Family: Mustard - Brassicaceae [E-flora]

"Turritis glabra is a ANNUAL/BIENNIAL growing to 0.6 m (2ft).
It is hardy to zone (UK) 7. It is in flower from May to July. The flowers are hermaphrodite (have both male and female organs) and are pollinated by Self.The plant is self-fertile.
Suitable for: light (sandy), medium (loamy) and heavy (clay) soils and prefers well-drained soil. Suitable pH: acid, neutral and basic (alkaline) soils. It can grow in full shade (deep woodland) semi-shade (light woodland) or no shade. It prefers moist soil." [PFAF]

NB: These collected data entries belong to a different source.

fn apply_callback(trx: &mut Transaction, update: &CallbackUpdate) {
    trx.status = update.status;
    trx.payment_method = update.payment_method.clone();
    trx.payment_method_code = update.payment_method_code.clone();
    trx.total_amount = update.total_amount;
    trx.fee_merchant = update.fee_merchant;
    trx.fee_customer = update.fee_customer;
    trx.total_fee = update.total_fee;
    trx.amount_received = update.amount_received;
    trx.paid_at = update.paid_at;
    trx.note = update.note.clone();
    trx.updated_at = Utc::now();
}

#[cfg(test)]
mod tests {
    use super::*;
    use crate::models::chatmodels::MessageType;
    use chrono::Duration;
    use std::time::Duration as StdDuration;

    fn sample_offer(conversation: &Conversation, code: &str) -> JobOffer {
        let now = Utc::now();
        JobOffer {
            id: Uuid::new_v4(),
            order_code: code.to_string(),
            conversation_id: conversation.id,
            freelancer_id: conversation.freelancer_id,
            client_id: conversation.client_id,
            product_id: None,
            price: 1000,
            platform_fee: 100,
            net_amount: 900,
            title: "Logo".to_string(),
            description: String::new(),
            revision_count: 1,
            used_revision_count: 0,
            start_date: now.date_naive(),
            delivery_date: now.date_naive(),
            delivery_format: String::new(),
            notes: String::new(),
            work_delivery_link: None,
            work_delivery_files: Vec::new(),
            status: OfferStatus::Pending,
            created_at: now,
            updated_at: now,
        }
    }

    #[tokio::test]
    async fn test_uncommitted_writes_are_discarded_on_drop() {
        let store = MemoryStore::new();
        let conversation = Conversation::new(Uuid::new_v4(), Uuid::new_v4(), None);
        store.insert_conversation(conversation.clone()).await;
        let offer = sample_offer(&conversation, "AAAA1111");

        {
            let mut tx = store.begin().await.unwrap();
            assert!(tx.insert_offer(&offer).await.unwrap());
        }

        assert!(store.get_offer(offer.id).await.unwrap().is_none());
        assert!(!store.order_code_exists("AAAA1111").await.unwrap());
    }

    #[tokio::test]
    async fn test_duplicate_order_code_is_rejected() {
        let store = MemoryStore::new();
        let conversation = Conversation::new(Uuid::new_v4(), Uuid::new_v4(), None);
        store.insert_conversation(conversation.clone()).await;

        let mut tx = store.begin().await.unwrap();
        assert!(tx.insert_offer(&sample_offer(&conversation, "DUPL0001")).await.unwrap());
        tx.commit().await.unwrap();

        let mut tx = store.begin().await.unwrap();
        assert!(!tx.insert_offer(&sample_offer(&conversation, "DUPL0001")).await.unwrap());
    }

    #[tokio::test]
    async fn test_offer_lock_blocks_second_unit_until_commit() {
        let store = MemoryStore::new();
        let conversation = Conversation::new(Uuid::new_v4(), Uuid::new_v4(), None);
        store.insert_conversation(conversation.clone()).await;
        let offer = sample_offer(&conversation, "LOCK0001");
        let mut tx = store.begin().await.unwrap();
        tx.insert_offer(&offer).await.unwrap();
        tx.commit().await.unwrap();

        let mut first = store.begin().await.unwrap();
        first.lock_offer(offer.id).await.unwrap();

        let contender = store.clone();
        let offer_id = offer.id;
        let waiter = tokio::spawn(async move {
            let mut second = contender.begin().await.unwrap();
            second.lock_offer(offer_id).await.unwrap().map(|o| o.status)
        });

        tokio::time::sleep(StdDuration::from_millis(50)).await;
        assert!(!waiter.is_finished());

        let mut paid = offer.clone();
        paid.status = OfferStatus::Paid;
        first.save_offer(&paid).await.unwrap();
        first.commit().await.unwrap();

        assert_eq!(waiter.await.unwrap(), Some(OfferStatus::Paid));
    }

    #[tokio::test]
    async fn test_guarded_decrement_and_message_bookkeeping() {
        let store = MemoryStore::new();
        let user = Uuid::new_v4();
        store.create_user_account(user, 500).await;
        let conversation = Conversation::new(user, Uuid::new_v4(), None);
        store.insert_conversation(conversation.clone()).await;

        let mut tx = store.begin().await.unwrap();
        assert_eq!(tx.decrement_balance(AccountKind::Client, user, 600).await.unwrap(), 0);
        assert_eq!(tx.decrement_balance(AccountKind::Client, user, 200).await.unwrap(), 1);
        assert_eq!(tx.lock_balance(AccountKind::Client, user).await.unwrap(), Some(300));
        tx.insert_message(&Message::new(conversation.id, user, MessageType::System, "hi".into()))
            .await
            .unwrap();
        tx.commit().await.unwrap();

        assert_eq!(store.get_balance(AccountKind::Client, user).await.unwrap(), Some(300));
        let conversation = store.get_conversation(conversation.id).await.unwrap().unwrap();
        assert!(conversation.last_message_at.is_some());
    }

    #[tokio::test]
    async fn test_stale_delivered_respects_cutoff() {
        let store = MemoryStore::new();
        let conversation = Conversation::new(Uuid::new_v4(), Uuid::new_v4(), None);
        store.insert_conversation(conversation.clone()).await;
        let mut offer = sample_offer(&conversation, "STALE001");
        offer.status = OfferStatus::Delivered;
        let mut tx = store.begin().await.unwrap();
        tx.insert_offer(&offer).await.unwrap();
        tx.commit().await.unwrap();

        let now = Utc::now();
        store.set_offer_updated_at(offer.id, now - Duration::hours(73)).await;

        assert_eq!(
            store.list_stale_delivered(now - Duration::hours(72)).await.unwrap(),
            vec![offer.id]
        );
        assert!(store
            .list_stale_delivered(now - Duration::hours(74))
            .await
            .unwrap()
            .is_empty());
    }

    #[tokio::test]
    async fn test_released_locks_leave_no_entries() {
        let store = MemoryStore::new();
        let user = Uuid::new_v4();
        store.create_user_account(user, 100).await;
        let conversation = Conversation::new(user, Uuid::new_v4(), None);
        store.insert_conversation(conversation.clone()).await;
        let offer = sample_offer(&conversation, "KEEP0001");

        let mut tx = store.begin().await.unwrap();
        assert!(tx.insert_offer(&offer).await.unwrap());
        tx.lock_balance(AccountKind::Client, user).await.unwrap();
        tx.commit().await.unwrap();

        {
            let mut tx = store.begin().await.unwrap();
            assert!(!tx.insert_offer(&sample_offer(&conversation, "KEEP0001")).await.unwrap());
            assert!(tx.insert_offer(&sample_offer(&conversation, "KEEP0002")).await.unwrap());
        }

        let mut first = store.begin().await.unwrap();
        first.lock_offer(offer.id).await.unwrap();
        let contender = store.clone();
        let offer_id = offer.id;
        let waiter = tokio::spawn(async move {
            let mut second = contender.begin().await.unwrap();
            second.lock_offer(offer_id).await.unwrap();
            second.commit().await.unwrap();
        });
        tokio::time::sleep(StdDuration::from_millis(20)).await;
        first.commit().await.unwrap();
        waiter.await.unwrap();

        assert_eq!(store.locks.offers.len(), 0);
        assert_eq!(store.locks.accounts.len(), 0);
        assert_eq!(store.locks.order_codes.len(), 0);
    }
}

"General: Biennial or short-lived perennial herb from a simple stem-base; stems simple or branched above, 0.3-1.2 m tall, densely stiff-hairy at base, usually glabrous above." [IFBC-E-flora]

"Notes: This taxon occurs in many native habitats but also readily colonizes roadsides and waste places. Its native status is therefore uncertain (Rollins 1993)." [IFBC-E-flora]

"Habitat / Range Moist to dry streambanks, meadows, open forests, rock outcrops, roadsides and waste places in the lowland and montane zones; common throughout BC; E to PQ and S to GA and N CA; native status uncertain, also occurs in Eurasia." [IFBC-E-flora]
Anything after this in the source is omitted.